> **INPUT FOR THIS TASK**:
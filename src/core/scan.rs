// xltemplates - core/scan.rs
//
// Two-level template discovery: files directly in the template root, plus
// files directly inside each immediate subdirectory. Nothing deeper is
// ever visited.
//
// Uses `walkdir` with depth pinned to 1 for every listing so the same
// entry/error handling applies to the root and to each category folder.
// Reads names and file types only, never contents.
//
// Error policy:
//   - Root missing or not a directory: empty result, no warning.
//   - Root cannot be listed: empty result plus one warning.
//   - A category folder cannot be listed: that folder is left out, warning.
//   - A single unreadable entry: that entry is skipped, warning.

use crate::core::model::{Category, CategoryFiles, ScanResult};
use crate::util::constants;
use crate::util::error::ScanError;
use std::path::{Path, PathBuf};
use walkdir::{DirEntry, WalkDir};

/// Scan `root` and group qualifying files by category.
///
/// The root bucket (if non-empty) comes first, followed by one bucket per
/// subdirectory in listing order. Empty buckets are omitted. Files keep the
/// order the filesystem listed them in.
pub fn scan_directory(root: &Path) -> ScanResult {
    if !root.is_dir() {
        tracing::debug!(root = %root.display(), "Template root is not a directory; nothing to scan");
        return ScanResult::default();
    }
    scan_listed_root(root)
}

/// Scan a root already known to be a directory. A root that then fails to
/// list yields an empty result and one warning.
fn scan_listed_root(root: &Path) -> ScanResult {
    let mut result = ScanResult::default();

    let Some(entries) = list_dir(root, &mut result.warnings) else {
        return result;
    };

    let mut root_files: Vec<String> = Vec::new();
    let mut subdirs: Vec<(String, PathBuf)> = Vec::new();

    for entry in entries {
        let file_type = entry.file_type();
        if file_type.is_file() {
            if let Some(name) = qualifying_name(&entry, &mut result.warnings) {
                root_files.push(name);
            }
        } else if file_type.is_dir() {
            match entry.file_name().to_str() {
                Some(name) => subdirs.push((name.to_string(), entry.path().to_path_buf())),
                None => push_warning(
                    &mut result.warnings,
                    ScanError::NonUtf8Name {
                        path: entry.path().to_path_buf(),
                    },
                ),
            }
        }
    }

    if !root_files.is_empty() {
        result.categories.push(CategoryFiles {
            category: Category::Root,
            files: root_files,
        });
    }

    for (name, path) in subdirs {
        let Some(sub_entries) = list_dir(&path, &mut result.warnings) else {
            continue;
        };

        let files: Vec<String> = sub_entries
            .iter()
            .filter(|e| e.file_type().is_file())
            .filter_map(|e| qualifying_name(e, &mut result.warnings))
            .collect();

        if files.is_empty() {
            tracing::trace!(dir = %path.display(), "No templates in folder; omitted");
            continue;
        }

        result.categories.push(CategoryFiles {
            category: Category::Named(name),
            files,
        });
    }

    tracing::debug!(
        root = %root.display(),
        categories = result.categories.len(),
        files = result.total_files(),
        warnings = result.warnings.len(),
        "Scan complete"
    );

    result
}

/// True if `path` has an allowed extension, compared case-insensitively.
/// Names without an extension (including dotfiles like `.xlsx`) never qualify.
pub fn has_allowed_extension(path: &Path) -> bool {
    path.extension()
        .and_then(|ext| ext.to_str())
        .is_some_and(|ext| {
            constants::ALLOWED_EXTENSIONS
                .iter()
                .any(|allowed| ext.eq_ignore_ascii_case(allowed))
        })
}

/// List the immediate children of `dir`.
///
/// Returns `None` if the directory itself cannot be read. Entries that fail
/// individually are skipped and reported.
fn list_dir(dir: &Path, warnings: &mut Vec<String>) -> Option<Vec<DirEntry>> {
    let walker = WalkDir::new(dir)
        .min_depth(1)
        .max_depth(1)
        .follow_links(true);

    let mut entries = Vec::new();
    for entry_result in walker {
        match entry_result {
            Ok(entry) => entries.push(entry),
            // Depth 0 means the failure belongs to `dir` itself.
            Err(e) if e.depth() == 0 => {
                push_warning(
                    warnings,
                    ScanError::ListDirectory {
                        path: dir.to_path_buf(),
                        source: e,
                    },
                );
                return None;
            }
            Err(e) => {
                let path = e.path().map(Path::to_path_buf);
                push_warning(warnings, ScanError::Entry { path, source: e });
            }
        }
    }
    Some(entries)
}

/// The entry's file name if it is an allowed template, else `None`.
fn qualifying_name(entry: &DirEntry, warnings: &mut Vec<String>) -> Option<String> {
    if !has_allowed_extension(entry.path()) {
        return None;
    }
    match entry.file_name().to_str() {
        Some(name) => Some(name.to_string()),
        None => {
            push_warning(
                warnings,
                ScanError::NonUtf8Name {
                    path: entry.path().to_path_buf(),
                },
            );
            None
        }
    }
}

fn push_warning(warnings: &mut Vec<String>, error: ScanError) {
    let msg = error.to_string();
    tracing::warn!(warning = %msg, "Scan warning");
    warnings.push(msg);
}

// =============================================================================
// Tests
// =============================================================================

> **BRIEF**: Look through the entries above; find each line with the word "match" and copy it.

> **OUTPUT FOR THIS TASK**:
            match entry.file_name().to_str() {
        match entry_result {
    match entry.file_name().to_str() {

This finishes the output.